Other embodiments disclosed herein are directed to a method of control loading. Still other embodiments are directed to a computer program product. The computer program product stores instructions which, when executed on control circuitry of a computerized apparatus, cause the computerized apparatus to perform a method of control loading.

The foregoing summary is presented for illustrative purposes to assist the reader in readily grasping example features presented herein; however, this summary is not intended to set forth required elements or to limit embodiments hereof in any way. One should appreciate that the above-described features can be combined in any manner that makes technological sense, and that all such combinations are intended to be disclosed herein, regardless of whether such combinations are identified explicitly or not.

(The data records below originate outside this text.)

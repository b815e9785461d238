use vistrack_image::{Frame, GrayImage, ImageError, Rgb565Image};

/// Define the RGB weights for the grayscale conversion.
const RW: f32 = 0.299;
const GW: f32 = 0.587;
const BW: f32 = 0.114;

/// Packed 5-6-5 white.
pub const RGB565_WHITE: u16 = 0xFFFF;
/// Packed 5-6-5 black.
pub const RGB565_BLACK: u16 = 0x0000;
/// Packed 5-6-5 red.
pub const RGB565_RED: u16 = 0xF800;
/// Packed 5-6-5 green.
pub const RGB565_GREEN: u16 = 0x07E0;
/// Packed 5-6-5 blue.
pub const RGB565_BLUE: u16 = 0x001F;

/// Expand a packed 5-6-5 sample to 8-bit red, green and blue.
///
/// The high 5 bits become red shifted left by 3, the middle 6 bits green shifted
/// left by 2 and the low 5 bits blue shifted left by 3.
///
/// # Examples
///
/// ```
/// use vistrack_imgproc::color::rgb_from_rgb565;
///
/// assert_eq!(rgb_from_rgb565(0xFFFF), [248, 252, 248]);
/// assert_eq!(rgb_from_rgb565(0x0000), [0, 0, 0]);
/// ```
#[inline]
pub fn rgb_from_rgb565(sample: u16) -> [u8; 3] {
    let r = ((sample >> 11) << 3) as u8;
    let g = (((sample >> 5) & 0x3F) << 2) as u8;
    let b = ((sample & 0x1F) << 3) as u8;
    [r, g, b]
}

/// Pack 8-bit red, green and blue into a 5-6-5 sample, dropping the low bits.
#[inline]
pub fn rgb565_from_rgb(rgb: [u8; 3]) -> u16 {
    let [r, g, b] = rgb;
    ((r as u16 >> 3) << 11) | ((g as u16 >> 2) << 5) | (b as u16 >> 3)
}

/// Compute the luma of an 8-bit RGB triplet using the formula:
///
/// Y = 0.299 * R + 0.587 * G + 0.114 * B
///
/// The result is truncated towards zero.
#[inline]
pub fn gray_from_rgb(rgb: [u8; 3]) -> u8 {
    let [r, g, b] = rgb;
    (RW * r as f32 + GW * g as f32 + BW * b as f32) as u8
}

/// Convert a packed 5-6-5 image to 8-bit grayscale.
///
/// # Arguments
///
/// * `src` - The input RGB565 image.
/// * `dst` - The output grayscale image.
///
/// Precondition: the input and output images must have the same size.
///
/// # Example
///
/// ```
/// use vistrack_image::{GrayImage, Rgb565Image, ImageSize};
/// use vistrack_imgproc::color::gray_from_rgb565;
///
/// let image = Rgb565Image::new(ImageSize { width: 2, height: 1 }, vec![0xFFFF, 0]).unwrap();
/// let mut gray = GrayImage::from_size_val(image.size(), 0).unwrap();
///
/// gray_from_rgb565(&image, &mut gray).unwrap();
/// assert_eq!(gray.as_slice(), &[250, 0]);
/// ```
pub fn gray_from_rgb565(src: &Rgb565Image, dst: &mut GrayImage) -> Result<(), ImageError> {
    if src.size() != dst.size() {
        return Err(ImageError::InvalidImageSize(
            src.cols(),
            src.rows(),
            dst.cols(),
            dst.rows(),
        ));
    }

    src.as_slice()
        .iter()
        .zip(dst.as_slice_mut().iter_mut())
        .for_each(|(&sample, gray)| {
            *gray = gray_from_rgb(rgb_from_rgb565(sample));
        });

    Ok(())
}

/// Write the grayscale version of a frame into `dst`.
///
/// RGB565 frames are converted, GRAY8 frames are copied as they are.
pub fn gray_from_frame(src: &Frame, dst: &mut GrayImage) -> Result<(), ImageError> {
    match src {
        Frame::Rgb565(img) => gray_from_rgb565(img, dst),
        Frame::Gray8(img) => {
            if img.size() != dst.size() {
                return Err(ImageError::InvalidImageSize(
                    img.cols(),
                    img.rows(),
                    dst.cols(),
                    dst.rows(),
                ));
            }
            dst.as_slice_mut().copy_from_slice(img.as_slice());
            Ok(())
        }
    }
}
//! Configuration for the tracker, the masker and the actuation stage.
//!
//! Every struct deserializes with `#[serde(default)]`, so a document only needs
//! the values it changes:
//!
//! ```
//! use vistrack_tracking::config::PipelineConfig;
//!
//! let config = PipelineConfig::from_json_str(r#"{ "tracker": { "capacity": 32 } }"#).unwrap();
//! assert_eq!(config.tracker.capacity, 32);
//! assert_eq!(config.tracker.window_size, 5);
//! ```

use std::path::Path;

use serde::{Deserialize, Serialize};
use vistrack_imgproc::{
    color::{RGB565_GREEN, RGB565_WHITE},
    features::CornerConfig,
    segment::{BlobFilter, SegmenterConfig},
    threshold::ColorThreshold,
};

use crate::error::TrackerError;

/// Parameters of the optical flow tracker.
#[derive(Debug, Clone, Copy, PartialEq, Serialize, Deserialize)]
#[serde(default)]
pub struct TrackerConfig {
    /// Maximum number of features tracked at once.
    pub capacity: usize,
    /// Side of the square Lucas-Kanade window. Must be odd and at least 3.
    pub window_size: usize,
    /// The table is re-seeded when fewer than `capacity / reseed_divisor` features survive.
    pub reseed_divisor: usize,
    /// Flows with a magnitude at or above this drop the feature.
    pub max_flow_magnitude: f32,
    /// Features closer than this to an edge after moving are dropped.
    pub edge_margin: f32,
    /// A mean flow magnitude strictly above this counts as motion.
    pub motion_threshold: f32,
    /// Corner detector used for seeding.
    pub corner: CornerConfig,
}

impl Default for TrackerConfig {
    fn default() -> Self {
        Self {
            capacity: 20,
            window_size: 5,
            reseed_divisor: 3,
            max_flow_magnitude: 10.0,
            edge_margin: 10.0,
            motion_threshold: 1.0,
            corner: CornerConfig::default(),
        }
    }
}

impl TrackerConfig {
    /// Check the values the tracker cannot work with.
    pub fn validate(&self) -> Result<(), TrackerError> {
        if self.capacity == 0 {
            return Err(TrackerError::InvalidConfig(
                "tracker capacity must be greater than zero".to_string(),
            ));
        }
        if self.window_size < 3 || self.window_size % 2 == 0 {
            return Err(TrackerError::InvalidConfig(format!(
                "window size must be odd and at least 3, got {}",
                self.window_size
            )));
        }
        if self.reseed_divisor == 0 {
            return Err(TrackerError::InvalidConfig(
                "re-seed divisor must be greater than zero".to_string(),
            ));
        }
        if self.corner.grid_stride == 0 {
            return Err(TrackerError::InvalidConfig(
                "corner grid stride must be greater than zero".to_string(),
            ));
        }
        Ok(())
    }

    /// The number of surviving features below which the table is re-seeded.
    pub fn reseed_below(&self) -> usize {
        self.capacity / self.reseed_divisor.max(1)
    }
}

/// Parameters of the motion masker.
#[derive(Debug, Clone, Copy, PartialEq, Serialize, Deserialize)]
#[serde(default)]
pub struct MaskConfig {
    /// Radius of the disc painted around each moving feature.
    pub radius: usize,
    /// Only features whose flow magnitude is strictly above this are painted.
    pub magnitude_threshold: f32,
    /// The RGB565 color written over masked pixels.
    pub color: u16,
    /// Yield after every row divisible by this value while compositing. Zero disables it.
    pub yield_every_rows: usize,
}

impl Default for MaskConfig {
    fn default() -> Self {
        Self {
            radius: 15,
            magnitude_threshold: 2.0,
            color: RGB565_WHITE,
            yield_every_rows: 10,
        }
    }
}

/// Parameters of the blob search and the actuation mapping.
#[derive(Debug, Clone, Copy, PartialEq, Serialize, Deserialize)]
#[serde(default)]
pub struct ControlConfig {
    /// Color box of the target object.
    pub target: ColorThreshold,
    /// Shape gate for the target blob.
    pub blob_filter: BlobFilter,
    /// Search for the target every this many frames. Zero disables the search.
    pub blob_every_frames: u64,
    /// Motion compensation only runs at or above this confidence.
    pub min_confidence: f32,
    /// Degrees of compensation per pixel of motion.
    pub motion_gain: f32,
    /// Draw the blob box and the flow vectors into the frame.
    pub draw_overlay: bool,
    /// The RGB565 color of the blob box.
    pub blob_color: u16,
    /// The RGB565 color of the flow vectors.
    pub flow_color: u16,
}

impl Default for ControlConfig {
    fn default() -> Self {
        Self {
            target: ColorThreshold::SKIN,
            blob_filter: BlobFilter::default(),
            blob_every_frames: 3,
            min_confidence: 0.3,
            motion_gain: 0.5,
            draw_overlay: true,
            blob_color: RGB565_GREEN,
            flow_color: RGB565_GREEN,
        }
    }
}

/// The configuration of a whole [`crate::pipeline::VisionPipeline`].
#[derive(Debug, Default, Clone, Copy, PartialEq, Serialize, Deserialize)]
#[serde(default)]
pub struct PipelineConfig {
    /// The optical flow tracker.
    pub tracker: TrackerConfig,
    /// The color segmenter.
    pub segmenter: SegmenterConfig,
    /// The motion masker.
    pub mask: MaskConfig,
    /// Blob search and actuation.
    pub control: ControlConfig,
}

impl PipelineConfig {
    /// Parse and validate a JSON document.
    pub fn from_json_str(s: &str) -> Result<Self, TrackerError> {
        let config: Self = serde_json::from_str(s)?;
        config.validate()?;
        Ok(config)
    }

    /// Read, parse and validate a JSON file.
    pub fn from_json_file(path: impl AsRef<Path>) -> Result<Self, TrackerError> {
        let contents = std::fs::read_to_string(path.as_ref())?;
        log::info!("loading configuration from {}", path.as_ref().display());
        Self::from_json_str(&contents)
    }

    /// Check every section.
    pub fn validate(&self) -> Result<(), TrackerError> {
        self.tracker.validate()?;
        if !self.control.target.is_valid() {
            return Err(TrackerError::InvalidConfig(format!(
                "target threshold has inverted bounds: {:?}",
                self.control.target
            )));
        }
        Ok(())
    }
}

#[cfg(test)]
mod tests {
    use super::*;
    use std::io::Write;

    #[test]
    fn defaults() {
        let config = PipelineConfig::default();
        assert_eq!(config.tracker.capacity, 20);
        assert_eq!(config.tracker.reseed_below(), 6);
        assert_eq!(config.tracker.corner.grid_stride, 8);
        assert_eq!(config.segmenter.min_pixel_count, 100);
        assert_eq!(config.mask.radius, 15);
        assert_eq!(config.control.target, ColorThreshold::SKIN);
        assert!(config.validate().is_ok());
    }

    #[test]
    fn partial_document() -> Result<(), TrackerError> {
        let config = PipelineConfig::from_json_str(
            r#"{
                "tracker": { "reseed_divisor": 2, "corner": { "k": 0.06 } },
                "mask": { "radius": 8 },
                "control": { "target": { "r_min": 150 } }
            }"#,
        )?;
        assert_eq!(config.tracker.reseed_below(), 10);
        assert_eq!(config.tracker.corner.k, 0.06);
        assert_eq!(config.tracker.corner.grid_margin, 10);
        assert_eq!(config.mask.radius, 8);
        assert_eq!(config.mask.magnitude_threshold, 2.0);
        assert_eq!(config.control.target.r_min, 150);
        Ok(())
    }

    #[test]
    fn invalid_values() {
        for doc in [
            r#"{ "tracker": { "capacity": 0 } }"#,
            r#"{ "tracker": { "window_size": 4 } }"#,
            r#"{ "tracker": { "window_size": 1 } }"#,
            r#"{ "tracker": { "reseed_divisor": 0 } }"#,
            r#"{ "tracker": { "corner": { "grid_stride": 0 } } }"#,
            r#"{ "control": { "target": { "g_min": 200, "g_max": 100 } } }"#,
        ] {
            assert!(
                matches!(
                    PipelineConfig::from_json_str(doc),
                    Err(TrackerError::InvalidConfig(_))
                ),
                "{doc}"
            );
        }
    }

    #[test]
    fn malformed_document() {
        assert!(matches!(
            PipelineConfig::from_json_str("{ tracker"),
            Err(TrackerError::ConfigParse(_))
        ));
    }

    #[test]
    fn from_file() -> Result<(), Box<dyn std::error::Error>> {
        let mut file = tempfile::NamedTempFile::new()?;
        write!(file, r#"{{ "control": {{ "blob_every_frames": 5 }} }}"#)?;
        let config = PipelineConfig::from_json_file(file.path())?;
        assert_eq!(config.control.blob_every_frames, 5);

        let missing = file.path().with_extension("missing");
        assert!(matches!(
            PipelineConfig::from_json_file(missing),
            Err(TrackerError::ConfigIo(_))
        ));
        Ok(())
    }
}
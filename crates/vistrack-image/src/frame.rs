//! Camera frames as delivered by an image sensor.
//!
//! A sensor hands out frames in whatever encoding it was configured for, so the
//! encoding is only known at runtime. [`Frame`] carries the typed pixel plane for
//! each supported encoding and the accessors report
//! [`ImageError::UnsupportedFormat`] when an operation needs a different one.

use crate::{
    error::ImageError,
    image::{GrayImage, ImageSize, Rgb565Image},
};

/// Supported frame pixel encodings.
#[derive(Debug, Clone, Copy, PartialEq, Eq)]
pub enum PixelFormat {
    /// Packed 16-bit color: 5 bits red, 6 bits green, 5 bits blue (high to low).
    Rgb565,
    /// Single channel 8-bit intensity.
    Gray8,
}

impl PixelFormat {
    /// Get the bytes per pixel of the encoding.
    pub fn bytes_per_pixel(&self) -> usize {
        match self {
            Self::Rgb565 => 2,
            Self::Gray8 => 1,
        }
    }
}

impl std::fmt::Display for PixelFormat {
    fn fmt(&self, f: &mut std::fmt::Formatter<'_>) -> std::fmt::Result {
        match self {
            Self::Rgb565 => write!(f, "RGB565"),
            Self::Gray8 => write!(f, "GRAY8"),
        }
    }
}

/// A frame of pixels with a runtime encoding.
#[derive(Clone, Debug, PartialEq)]
pub enum Frame {
    /// A packed 5-6-5 color frame.
    Rgb565(Rgb565Image),
    /// An 8-bit grayscale frame.
    Gray8(GrayImage),
}

impl Frame {
    /// Create a color frame from packed 5-6-5 samples.
    ///
    /// # Examples
    ///
    /// ```
    /// use vistrack_image::{Frame, ImageSize, PixelFormat};
    ///
    /// let frame = Frame::rgb565(ImageSize { width: 4, height: 2 }, vec![0xFFFF; 8]).unwrap();
    /// assert_eq!(frame.format(), PixelFormat::Rgb565);
    /// ```
    pub fn rgb565(size: ImageSize, data: Vec<u16>) -> Result<Self, ImageError> {
        Ok(Self::Rgb565(Rgb565Image::new(size, data)?))
    }

    /// Create a grayscale frame from 8-bit samples.
    pub fn gray8(size: ImageSize, data: Vec<u8>) -> Result<Self, ImageError> {
        Ok(Self::Gray8(GrayImage::new(size, data)?))
    }

    /// Create a color frame from raw sensor bytes, two big-endian bytes per pixel.
    pub fn rgb565_from_be_bytes(size: ImageSize, bytes: &[u8]) -> Result<Self, ImageError> {
        if bytes.len() != size.area() * PixelFormat::Rgb565.bytes_per_pixel() {
            return Err(ImageError::InvalidChannelShape(
                bytes.len(),
                size.area() * PixelFormat::Rgb565.bytes_per_pixel(),
            ));
        }
        let data = bytes
            .chunks_exact(2)
            .map(|px| u16::from_be_bytes([px[0], px[1]]))
            .collect();
        Self::rgb565(size, data)
    }

    /// Get the pixel encoding of the frame.
    pub fn format(&self) -> PixelFormat {
        match self {
            Self::Rgb565(_) => PixelFormat::Rgb565,
            Self::Gray8(_) => PixelFormat::Gray8,
        }
    }

    /// Get the size of the frame in pixels.
    pub fn size(&self) -> ImageSize {
        match self {
            Self::Rgb565(img) => img.size(),
            Self::Gray8(img) => img.size(),
        }
    }

    /// Get the width of the frame in pixels.
    pub fn width(&self) -> usize {
        self.size().width
    }

    /// Get the height of the frame in pixels.
    pub fn height(&self) -> usize {
        self.size().height
    }

    /// Borrow the color plane, failing if the frame is not RGB565.
    pub fn as_rgb565(&self) -> Result<&Rgb565Image, ImageError> {
        match self {
            Self::Rgb565(img) => Ok(img),
            other => Err(ImageError::UnsupportedFormat {
                expected: PixelFormat::Rgb565,
                found: other.format(),
            }),
        }
    }

    /// Mutably borrow the color plane, failing if the frame is not RGB565.
    pub fn as_rgb565_mut(&mut self) -> Result<&mut Rgb565Image, ImageError> {
        match self {
            Self::Rgb565(img) => Ok(img),
            other => Err(ImageError::UnsupportedFormat {
                expected: PixelFormat::Rgb565,
                found: other.format(),
            }),
        }
    }

    /// Borrow the grayscale plane, failing if the frame is not GRAY8.
    pub fn as_gray8(&self) -> Result<&GrayImage, ImageError> {
        match self {
            Self::Gray8(img) => Ok(img),
            other => Err(ImageError::UnsupportedFormat {
                expected: PixelFormat::Gray8,
                found: other.format(),
            }),
        }
    }
}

The foregoing and other features and advantages will be apparent from the following description of particular embodiments, as illustrated in the accompanying drawings, in which like reference characters refer to the same or similar parts throughout the different views. The drawings are not necessarily to scale, emphasis instead being placed upon illustrating the principles of various embodiments.

Embodiments of the improved technique will now be described. One should appreciate that such embodiments are provided by way of example to illustrate certain features and principles but are not intended to be limiting.

An improved technique for control loading employs a slotted motor having a higher power density than slotless motors of similar power. The use of smaller slotted motors enables more efficient mounting hardware, smaller gear reduction mechanisms, and more efficiently mounted force transducers.

A major challenge associated with slotted motors is meeting smoothness requirements, as slotted motors induce cogging torque which affects "feel" when rotated slowly, thus making the control loader haptics unacceptable. Additionally, present-day servo drives are unable to fully eliminate motor cogging.

In certain examples disclosed, these challenges are overcome by an advanced control stage that works in conjunction with standard off-the-self servo drives and high resolution commutation transducers. These improvements fully eliminate motor cogging and make the use of slotted motor technology feasible.

In certain examples, size and weight of the control loader are significantly reduced. Rather than using a standard motor that mounts onto the loader, which is the common approach, the motor and loader are instead merged together using frameless motor technology (See <FIG>). For example, the motor windings and rotor may be purchased or otherwise obtained without a motor shaft, housing, bearings, commutation device, wiring, etc. These items, plus the windings and rotor, are then designed into, and form an integral part of, the loader itself.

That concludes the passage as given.